◆ **What is being asked**
State the number of lines in the records that contain "filename", with no other words.

◆ **Materials provided**
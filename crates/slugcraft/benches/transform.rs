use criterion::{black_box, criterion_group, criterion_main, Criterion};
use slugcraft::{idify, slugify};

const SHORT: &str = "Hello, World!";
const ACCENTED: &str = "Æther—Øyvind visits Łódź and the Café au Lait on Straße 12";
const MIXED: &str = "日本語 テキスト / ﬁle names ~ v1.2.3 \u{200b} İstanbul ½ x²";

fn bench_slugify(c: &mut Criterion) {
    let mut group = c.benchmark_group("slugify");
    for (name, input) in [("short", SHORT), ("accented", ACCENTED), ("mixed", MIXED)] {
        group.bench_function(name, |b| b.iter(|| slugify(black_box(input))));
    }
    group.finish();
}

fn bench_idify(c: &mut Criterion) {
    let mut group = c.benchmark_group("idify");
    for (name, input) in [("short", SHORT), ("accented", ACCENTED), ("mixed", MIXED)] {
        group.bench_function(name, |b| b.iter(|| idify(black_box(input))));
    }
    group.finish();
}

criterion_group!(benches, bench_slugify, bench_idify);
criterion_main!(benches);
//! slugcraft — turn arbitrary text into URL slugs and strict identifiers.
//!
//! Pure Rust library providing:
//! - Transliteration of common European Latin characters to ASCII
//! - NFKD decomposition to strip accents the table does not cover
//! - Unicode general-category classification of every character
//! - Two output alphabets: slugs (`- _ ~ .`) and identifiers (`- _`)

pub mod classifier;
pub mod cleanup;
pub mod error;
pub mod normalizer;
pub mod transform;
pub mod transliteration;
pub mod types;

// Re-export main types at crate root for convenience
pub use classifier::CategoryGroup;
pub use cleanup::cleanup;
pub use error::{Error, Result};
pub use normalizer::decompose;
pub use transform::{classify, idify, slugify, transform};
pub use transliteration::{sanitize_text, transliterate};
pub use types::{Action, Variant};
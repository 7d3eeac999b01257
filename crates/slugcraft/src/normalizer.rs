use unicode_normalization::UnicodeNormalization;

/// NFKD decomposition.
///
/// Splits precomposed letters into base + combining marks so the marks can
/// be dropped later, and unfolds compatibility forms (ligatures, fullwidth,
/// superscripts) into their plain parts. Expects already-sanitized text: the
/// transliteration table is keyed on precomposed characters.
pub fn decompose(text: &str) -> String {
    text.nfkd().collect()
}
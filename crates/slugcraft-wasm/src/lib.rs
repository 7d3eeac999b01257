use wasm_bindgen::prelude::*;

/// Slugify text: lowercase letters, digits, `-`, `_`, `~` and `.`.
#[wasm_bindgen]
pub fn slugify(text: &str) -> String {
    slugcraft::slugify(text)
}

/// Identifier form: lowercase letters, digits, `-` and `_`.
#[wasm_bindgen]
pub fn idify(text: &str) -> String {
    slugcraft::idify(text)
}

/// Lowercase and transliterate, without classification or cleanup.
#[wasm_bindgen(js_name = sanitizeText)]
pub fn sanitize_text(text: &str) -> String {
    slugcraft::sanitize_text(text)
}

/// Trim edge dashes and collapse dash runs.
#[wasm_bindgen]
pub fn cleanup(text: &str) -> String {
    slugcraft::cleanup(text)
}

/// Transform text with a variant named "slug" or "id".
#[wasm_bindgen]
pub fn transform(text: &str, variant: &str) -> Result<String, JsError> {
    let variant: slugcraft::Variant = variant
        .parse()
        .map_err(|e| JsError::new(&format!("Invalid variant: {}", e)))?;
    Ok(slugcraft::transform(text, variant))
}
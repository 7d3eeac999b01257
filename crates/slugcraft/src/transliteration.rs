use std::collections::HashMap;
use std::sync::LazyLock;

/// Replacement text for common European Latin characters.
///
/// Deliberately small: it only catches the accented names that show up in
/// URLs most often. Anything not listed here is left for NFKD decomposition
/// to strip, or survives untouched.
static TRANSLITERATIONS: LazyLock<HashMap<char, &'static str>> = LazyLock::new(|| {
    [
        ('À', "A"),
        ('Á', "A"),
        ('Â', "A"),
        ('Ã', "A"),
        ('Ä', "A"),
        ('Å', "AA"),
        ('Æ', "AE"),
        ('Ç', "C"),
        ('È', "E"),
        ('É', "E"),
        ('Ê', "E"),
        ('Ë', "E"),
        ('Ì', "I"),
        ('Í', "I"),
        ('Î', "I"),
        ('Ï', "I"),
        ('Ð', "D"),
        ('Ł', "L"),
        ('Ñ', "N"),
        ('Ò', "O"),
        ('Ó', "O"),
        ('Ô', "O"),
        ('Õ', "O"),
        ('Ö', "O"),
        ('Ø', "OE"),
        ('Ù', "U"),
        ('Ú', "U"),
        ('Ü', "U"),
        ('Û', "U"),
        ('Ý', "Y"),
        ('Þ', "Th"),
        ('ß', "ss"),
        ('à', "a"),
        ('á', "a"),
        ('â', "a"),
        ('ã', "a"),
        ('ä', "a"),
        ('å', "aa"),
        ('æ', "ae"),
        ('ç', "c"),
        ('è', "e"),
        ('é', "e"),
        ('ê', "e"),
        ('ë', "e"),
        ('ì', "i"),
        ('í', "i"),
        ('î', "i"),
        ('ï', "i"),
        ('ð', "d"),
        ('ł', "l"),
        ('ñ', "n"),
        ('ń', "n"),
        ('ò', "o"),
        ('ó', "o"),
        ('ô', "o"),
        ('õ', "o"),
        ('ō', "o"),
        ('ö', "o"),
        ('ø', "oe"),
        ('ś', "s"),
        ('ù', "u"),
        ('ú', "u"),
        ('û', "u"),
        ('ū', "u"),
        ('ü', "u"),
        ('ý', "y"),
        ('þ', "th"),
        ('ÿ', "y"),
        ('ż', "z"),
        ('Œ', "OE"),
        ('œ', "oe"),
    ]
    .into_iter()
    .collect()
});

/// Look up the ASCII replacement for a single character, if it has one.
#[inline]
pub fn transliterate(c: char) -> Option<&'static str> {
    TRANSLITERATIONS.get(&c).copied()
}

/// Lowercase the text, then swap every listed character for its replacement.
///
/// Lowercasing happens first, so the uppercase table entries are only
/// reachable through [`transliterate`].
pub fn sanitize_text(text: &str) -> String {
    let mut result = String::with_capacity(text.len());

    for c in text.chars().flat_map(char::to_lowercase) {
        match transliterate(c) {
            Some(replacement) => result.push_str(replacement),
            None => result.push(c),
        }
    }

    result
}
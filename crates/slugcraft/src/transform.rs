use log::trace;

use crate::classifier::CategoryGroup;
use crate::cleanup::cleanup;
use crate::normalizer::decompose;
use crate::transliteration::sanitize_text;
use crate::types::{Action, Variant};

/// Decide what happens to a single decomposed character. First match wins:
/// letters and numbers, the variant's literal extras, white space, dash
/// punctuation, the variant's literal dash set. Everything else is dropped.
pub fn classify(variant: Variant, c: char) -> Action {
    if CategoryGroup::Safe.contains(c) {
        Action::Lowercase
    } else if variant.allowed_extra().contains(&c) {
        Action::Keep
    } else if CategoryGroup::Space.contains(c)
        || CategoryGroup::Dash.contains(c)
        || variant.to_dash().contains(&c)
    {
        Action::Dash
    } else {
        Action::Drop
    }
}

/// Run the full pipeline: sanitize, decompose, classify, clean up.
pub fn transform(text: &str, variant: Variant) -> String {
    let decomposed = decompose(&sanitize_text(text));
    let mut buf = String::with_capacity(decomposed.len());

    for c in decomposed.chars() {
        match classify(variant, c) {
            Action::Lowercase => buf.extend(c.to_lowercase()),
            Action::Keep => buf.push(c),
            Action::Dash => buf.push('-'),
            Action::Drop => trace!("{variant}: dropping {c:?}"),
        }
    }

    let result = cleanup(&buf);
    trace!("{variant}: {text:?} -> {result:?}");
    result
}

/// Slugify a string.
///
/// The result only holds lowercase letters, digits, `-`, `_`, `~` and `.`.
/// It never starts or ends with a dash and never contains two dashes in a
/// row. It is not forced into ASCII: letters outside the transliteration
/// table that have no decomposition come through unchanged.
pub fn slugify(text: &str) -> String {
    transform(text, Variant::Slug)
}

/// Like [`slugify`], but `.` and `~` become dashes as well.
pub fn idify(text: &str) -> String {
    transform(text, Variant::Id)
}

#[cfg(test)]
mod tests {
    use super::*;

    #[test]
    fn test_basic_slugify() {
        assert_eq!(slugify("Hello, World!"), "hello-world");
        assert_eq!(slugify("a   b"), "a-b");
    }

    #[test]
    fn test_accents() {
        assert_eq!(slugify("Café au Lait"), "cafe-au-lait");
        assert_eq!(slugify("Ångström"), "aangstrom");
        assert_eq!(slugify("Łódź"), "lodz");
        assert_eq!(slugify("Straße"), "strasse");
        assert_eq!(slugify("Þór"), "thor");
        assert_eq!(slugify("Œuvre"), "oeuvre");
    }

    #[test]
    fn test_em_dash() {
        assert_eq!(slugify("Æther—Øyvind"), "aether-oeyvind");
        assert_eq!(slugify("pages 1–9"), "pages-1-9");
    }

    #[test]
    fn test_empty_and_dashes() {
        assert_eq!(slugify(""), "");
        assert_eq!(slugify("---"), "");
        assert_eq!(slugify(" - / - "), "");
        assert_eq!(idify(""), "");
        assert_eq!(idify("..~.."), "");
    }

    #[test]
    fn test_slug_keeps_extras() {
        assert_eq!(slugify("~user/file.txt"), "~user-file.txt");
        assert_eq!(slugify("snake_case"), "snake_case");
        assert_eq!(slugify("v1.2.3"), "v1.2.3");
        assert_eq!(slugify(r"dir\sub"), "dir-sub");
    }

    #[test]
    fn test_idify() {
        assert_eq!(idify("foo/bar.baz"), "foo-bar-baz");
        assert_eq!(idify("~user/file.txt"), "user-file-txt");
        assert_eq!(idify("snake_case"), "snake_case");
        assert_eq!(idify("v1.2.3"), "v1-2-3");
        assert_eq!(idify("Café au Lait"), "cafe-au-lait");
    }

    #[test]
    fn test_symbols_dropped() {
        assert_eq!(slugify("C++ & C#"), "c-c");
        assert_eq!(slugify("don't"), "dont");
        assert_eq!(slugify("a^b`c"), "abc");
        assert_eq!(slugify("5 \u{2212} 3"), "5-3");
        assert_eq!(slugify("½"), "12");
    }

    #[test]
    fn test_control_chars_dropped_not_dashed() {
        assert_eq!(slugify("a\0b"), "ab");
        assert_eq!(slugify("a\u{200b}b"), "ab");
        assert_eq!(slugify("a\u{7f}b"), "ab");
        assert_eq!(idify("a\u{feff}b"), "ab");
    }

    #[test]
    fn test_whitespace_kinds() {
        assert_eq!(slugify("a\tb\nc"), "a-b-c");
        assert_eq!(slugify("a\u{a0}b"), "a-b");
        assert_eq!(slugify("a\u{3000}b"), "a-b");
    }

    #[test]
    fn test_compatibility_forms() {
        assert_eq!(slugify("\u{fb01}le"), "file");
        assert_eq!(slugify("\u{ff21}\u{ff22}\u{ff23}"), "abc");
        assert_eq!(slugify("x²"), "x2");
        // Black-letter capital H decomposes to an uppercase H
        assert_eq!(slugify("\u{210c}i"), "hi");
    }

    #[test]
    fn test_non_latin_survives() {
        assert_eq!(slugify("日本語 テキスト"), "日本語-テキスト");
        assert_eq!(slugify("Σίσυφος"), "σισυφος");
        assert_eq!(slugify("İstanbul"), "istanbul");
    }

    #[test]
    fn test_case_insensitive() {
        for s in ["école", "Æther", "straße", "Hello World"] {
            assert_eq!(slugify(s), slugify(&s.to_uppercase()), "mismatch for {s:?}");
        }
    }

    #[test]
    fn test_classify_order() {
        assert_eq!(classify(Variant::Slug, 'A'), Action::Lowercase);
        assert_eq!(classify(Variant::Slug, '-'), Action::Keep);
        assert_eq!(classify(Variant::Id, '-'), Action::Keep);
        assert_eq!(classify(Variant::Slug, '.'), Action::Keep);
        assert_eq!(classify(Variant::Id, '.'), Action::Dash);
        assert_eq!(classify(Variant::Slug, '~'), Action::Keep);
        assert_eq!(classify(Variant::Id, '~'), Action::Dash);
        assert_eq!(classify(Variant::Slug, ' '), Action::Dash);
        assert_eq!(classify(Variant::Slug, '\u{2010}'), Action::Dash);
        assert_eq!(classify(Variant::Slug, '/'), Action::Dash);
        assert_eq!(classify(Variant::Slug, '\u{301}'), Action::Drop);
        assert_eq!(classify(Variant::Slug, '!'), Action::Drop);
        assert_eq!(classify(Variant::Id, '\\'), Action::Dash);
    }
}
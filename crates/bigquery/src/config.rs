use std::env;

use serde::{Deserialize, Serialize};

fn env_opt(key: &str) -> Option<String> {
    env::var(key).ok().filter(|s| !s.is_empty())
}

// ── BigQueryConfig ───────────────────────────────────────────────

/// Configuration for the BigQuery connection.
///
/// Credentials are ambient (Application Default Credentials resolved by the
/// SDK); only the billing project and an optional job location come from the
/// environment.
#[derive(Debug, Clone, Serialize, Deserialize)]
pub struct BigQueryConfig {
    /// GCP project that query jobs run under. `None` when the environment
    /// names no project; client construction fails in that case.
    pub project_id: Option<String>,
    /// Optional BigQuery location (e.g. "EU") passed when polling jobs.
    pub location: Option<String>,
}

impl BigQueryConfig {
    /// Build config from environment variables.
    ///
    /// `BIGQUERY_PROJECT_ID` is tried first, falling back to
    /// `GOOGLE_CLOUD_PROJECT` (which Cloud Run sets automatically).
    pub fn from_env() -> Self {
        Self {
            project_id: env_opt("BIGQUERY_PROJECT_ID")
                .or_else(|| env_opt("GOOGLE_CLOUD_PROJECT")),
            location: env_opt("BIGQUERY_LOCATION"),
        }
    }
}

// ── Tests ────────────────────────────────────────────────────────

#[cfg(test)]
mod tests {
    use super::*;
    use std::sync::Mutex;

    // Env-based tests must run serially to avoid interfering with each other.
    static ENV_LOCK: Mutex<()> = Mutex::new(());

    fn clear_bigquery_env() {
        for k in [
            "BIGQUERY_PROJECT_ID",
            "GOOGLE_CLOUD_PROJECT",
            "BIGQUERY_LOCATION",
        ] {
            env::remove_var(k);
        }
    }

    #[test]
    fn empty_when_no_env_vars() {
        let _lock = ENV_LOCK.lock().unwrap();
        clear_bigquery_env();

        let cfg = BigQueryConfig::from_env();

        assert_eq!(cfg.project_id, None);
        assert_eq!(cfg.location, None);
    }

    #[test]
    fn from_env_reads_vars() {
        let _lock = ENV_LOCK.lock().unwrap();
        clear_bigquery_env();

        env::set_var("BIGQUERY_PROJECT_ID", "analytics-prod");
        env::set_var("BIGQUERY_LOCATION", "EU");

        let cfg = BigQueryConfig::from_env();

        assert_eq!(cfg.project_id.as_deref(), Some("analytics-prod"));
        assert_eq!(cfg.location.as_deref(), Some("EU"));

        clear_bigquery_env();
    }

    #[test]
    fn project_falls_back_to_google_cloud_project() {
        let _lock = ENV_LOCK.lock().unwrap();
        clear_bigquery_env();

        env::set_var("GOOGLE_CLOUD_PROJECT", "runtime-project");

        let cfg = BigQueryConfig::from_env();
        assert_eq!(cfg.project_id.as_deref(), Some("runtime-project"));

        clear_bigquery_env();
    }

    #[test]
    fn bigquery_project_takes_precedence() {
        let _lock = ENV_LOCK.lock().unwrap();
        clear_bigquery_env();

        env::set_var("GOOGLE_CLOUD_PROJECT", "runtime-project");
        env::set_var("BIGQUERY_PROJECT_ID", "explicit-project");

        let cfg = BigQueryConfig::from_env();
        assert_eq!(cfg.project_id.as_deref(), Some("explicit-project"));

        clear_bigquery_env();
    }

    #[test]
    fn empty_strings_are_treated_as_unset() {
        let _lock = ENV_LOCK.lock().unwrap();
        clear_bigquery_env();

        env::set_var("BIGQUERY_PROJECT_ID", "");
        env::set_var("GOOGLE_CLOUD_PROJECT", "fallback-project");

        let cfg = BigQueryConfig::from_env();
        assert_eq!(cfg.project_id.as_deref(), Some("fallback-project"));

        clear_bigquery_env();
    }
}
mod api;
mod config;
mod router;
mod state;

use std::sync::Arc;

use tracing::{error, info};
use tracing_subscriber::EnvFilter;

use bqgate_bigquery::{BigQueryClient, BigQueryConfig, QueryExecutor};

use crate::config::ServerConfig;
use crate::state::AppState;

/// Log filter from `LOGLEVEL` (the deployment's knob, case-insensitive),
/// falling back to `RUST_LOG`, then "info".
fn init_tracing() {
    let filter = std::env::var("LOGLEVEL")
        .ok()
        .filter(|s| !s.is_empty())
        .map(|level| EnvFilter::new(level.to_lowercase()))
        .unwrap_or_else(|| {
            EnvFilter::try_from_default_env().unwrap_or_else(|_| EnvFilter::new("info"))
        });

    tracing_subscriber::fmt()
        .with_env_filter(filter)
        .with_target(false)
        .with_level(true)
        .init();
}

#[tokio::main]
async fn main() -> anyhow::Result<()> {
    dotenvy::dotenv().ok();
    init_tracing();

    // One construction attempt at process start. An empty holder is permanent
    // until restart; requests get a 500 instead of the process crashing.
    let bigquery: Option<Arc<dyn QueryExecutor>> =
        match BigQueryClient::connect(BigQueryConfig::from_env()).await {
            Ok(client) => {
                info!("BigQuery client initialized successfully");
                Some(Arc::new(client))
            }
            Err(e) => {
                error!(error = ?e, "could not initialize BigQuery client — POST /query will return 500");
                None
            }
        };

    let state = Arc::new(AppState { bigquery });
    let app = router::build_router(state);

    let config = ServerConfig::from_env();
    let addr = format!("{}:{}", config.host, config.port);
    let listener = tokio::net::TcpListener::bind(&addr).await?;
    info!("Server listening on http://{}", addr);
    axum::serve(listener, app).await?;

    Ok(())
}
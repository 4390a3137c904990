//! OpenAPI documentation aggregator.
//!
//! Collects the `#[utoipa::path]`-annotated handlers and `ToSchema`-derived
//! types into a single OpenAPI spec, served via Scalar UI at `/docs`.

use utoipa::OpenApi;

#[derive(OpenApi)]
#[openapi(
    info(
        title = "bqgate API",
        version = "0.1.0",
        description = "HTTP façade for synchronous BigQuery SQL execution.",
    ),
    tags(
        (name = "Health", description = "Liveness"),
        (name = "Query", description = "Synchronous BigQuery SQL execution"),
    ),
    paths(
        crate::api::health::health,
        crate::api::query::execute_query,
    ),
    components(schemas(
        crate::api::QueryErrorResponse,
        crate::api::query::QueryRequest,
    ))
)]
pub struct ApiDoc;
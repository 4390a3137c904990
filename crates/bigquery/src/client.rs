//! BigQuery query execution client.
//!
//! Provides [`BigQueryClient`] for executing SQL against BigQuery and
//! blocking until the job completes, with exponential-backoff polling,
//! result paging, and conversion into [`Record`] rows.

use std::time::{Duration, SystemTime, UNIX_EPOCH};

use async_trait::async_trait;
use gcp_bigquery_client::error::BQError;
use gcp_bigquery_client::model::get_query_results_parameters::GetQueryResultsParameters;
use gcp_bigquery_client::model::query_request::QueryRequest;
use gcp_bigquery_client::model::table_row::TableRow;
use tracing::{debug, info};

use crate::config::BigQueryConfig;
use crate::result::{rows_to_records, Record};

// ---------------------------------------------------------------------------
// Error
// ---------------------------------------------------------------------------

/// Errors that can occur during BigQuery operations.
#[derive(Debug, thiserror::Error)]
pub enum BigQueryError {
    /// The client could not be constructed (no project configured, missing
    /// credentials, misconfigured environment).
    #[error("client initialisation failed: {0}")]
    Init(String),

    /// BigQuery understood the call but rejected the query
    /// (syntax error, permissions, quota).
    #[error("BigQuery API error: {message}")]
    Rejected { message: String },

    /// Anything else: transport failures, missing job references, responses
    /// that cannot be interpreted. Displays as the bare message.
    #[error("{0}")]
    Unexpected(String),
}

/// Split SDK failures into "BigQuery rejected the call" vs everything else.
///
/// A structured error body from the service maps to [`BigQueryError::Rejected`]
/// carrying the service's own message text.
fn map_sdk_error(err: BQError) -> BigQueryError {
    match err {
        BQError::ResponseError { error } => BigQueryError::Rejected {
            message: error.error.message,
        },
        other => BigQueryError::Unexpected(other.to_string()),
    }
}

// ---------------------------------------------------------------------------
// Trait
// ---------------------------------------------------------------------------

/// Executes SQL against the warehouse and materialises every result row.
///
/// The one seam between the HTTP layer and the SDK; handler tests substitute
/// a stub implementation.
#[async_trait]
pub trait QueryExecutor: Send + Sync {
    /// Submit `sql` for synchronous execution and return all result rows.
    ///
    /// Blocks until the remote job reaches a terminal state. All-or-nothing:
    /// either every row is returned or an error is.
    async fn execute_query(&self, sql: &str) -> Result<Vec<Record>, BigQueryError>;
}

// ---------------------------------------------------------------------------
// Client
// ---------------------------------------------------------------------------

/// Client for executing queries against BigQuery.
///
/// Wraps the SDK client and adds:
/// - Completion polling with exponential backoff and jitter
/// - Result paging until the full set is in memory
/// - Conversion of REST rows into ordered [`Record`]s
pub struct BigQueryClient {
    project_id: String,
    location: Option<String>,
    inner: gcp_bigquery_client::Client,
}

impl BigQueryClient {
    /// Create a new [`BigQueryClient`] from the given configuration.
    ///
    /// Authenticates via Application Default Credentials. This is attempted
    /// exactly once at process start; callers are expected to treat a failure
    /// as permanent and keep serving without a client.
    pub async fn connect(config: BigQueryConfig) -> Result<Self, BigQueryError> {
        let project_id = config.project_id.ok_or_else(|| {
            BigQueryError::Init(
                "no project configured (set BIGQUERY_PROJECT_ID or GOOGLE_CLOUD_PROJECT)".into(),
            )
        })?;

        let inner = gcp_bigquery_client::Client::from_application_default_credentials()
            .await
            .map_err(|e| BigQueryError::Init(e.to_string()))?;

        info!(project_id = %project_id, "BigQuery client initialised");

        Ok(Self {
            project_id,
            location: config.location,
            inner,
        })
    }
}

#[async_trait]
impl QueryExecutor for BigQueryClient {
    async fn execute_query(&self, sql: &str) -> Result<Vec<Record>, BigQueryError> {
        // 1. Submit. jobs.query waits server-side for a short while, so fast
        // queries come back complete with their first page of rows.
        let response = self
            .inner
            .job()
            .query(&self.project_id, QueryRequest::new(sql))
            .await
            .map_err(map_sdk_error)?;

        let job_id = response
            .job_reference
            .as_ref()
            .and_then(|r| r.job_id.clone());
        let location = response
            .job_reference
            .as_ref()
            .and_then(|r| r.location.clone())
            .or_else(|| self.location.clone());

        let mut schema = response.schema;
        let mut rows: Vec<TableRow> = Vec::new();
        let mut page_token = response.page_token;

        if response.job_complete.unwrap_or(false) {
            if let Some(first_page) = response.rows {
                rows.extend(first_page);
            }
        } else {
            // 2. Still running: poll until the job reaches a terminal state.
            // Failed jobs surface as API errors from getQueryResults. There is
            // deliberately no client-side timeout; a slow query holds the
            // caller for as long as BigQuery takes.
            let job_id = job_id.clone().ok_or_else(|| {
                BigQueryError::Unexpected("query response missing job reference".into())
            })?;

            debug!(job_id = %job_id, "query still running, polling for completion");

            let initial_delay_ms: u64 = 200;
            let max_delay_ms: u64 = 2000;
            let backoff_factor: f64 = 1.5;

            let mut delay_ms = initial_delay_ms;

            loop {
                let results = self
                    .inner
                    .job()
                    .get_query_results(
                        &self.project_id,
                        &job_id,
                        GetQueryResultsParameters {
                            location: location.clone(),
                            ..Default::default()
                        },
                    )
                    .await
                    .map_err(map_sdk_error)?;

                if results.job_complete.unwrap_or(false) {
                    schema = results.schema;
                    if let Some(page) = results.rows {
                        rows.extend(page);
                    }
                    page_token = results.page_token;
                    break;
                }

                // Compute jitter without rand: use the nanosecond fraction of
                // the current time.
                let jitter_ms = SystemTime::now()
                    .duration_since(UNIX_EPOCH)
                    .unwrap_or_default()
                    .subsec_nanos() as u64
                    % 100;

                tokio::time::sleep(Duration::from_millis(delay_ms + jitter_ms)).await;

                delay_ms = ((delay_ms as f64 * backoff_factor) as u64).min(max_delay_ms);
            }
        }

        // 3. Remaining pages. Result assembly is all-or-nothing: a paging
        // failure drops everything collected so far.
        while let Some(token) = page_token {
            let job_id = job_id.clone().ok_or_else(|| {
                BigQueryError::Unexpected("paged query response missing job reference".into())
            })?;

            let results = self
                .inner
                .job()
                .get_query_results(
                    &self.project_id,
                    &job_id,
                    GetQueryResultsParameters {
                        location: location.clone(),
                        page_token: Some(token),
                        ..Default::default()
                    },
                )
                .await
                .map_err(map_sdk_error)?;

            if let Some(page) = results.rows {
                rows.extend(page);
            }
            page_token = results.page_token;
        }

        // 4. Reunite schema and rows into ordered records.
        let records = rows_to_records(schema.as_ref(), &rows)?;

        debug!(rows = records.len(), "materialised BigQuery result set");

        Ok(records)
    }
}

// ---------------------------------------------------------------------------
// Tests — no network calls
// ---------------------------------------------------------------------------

◆ **Answer to this problem**
7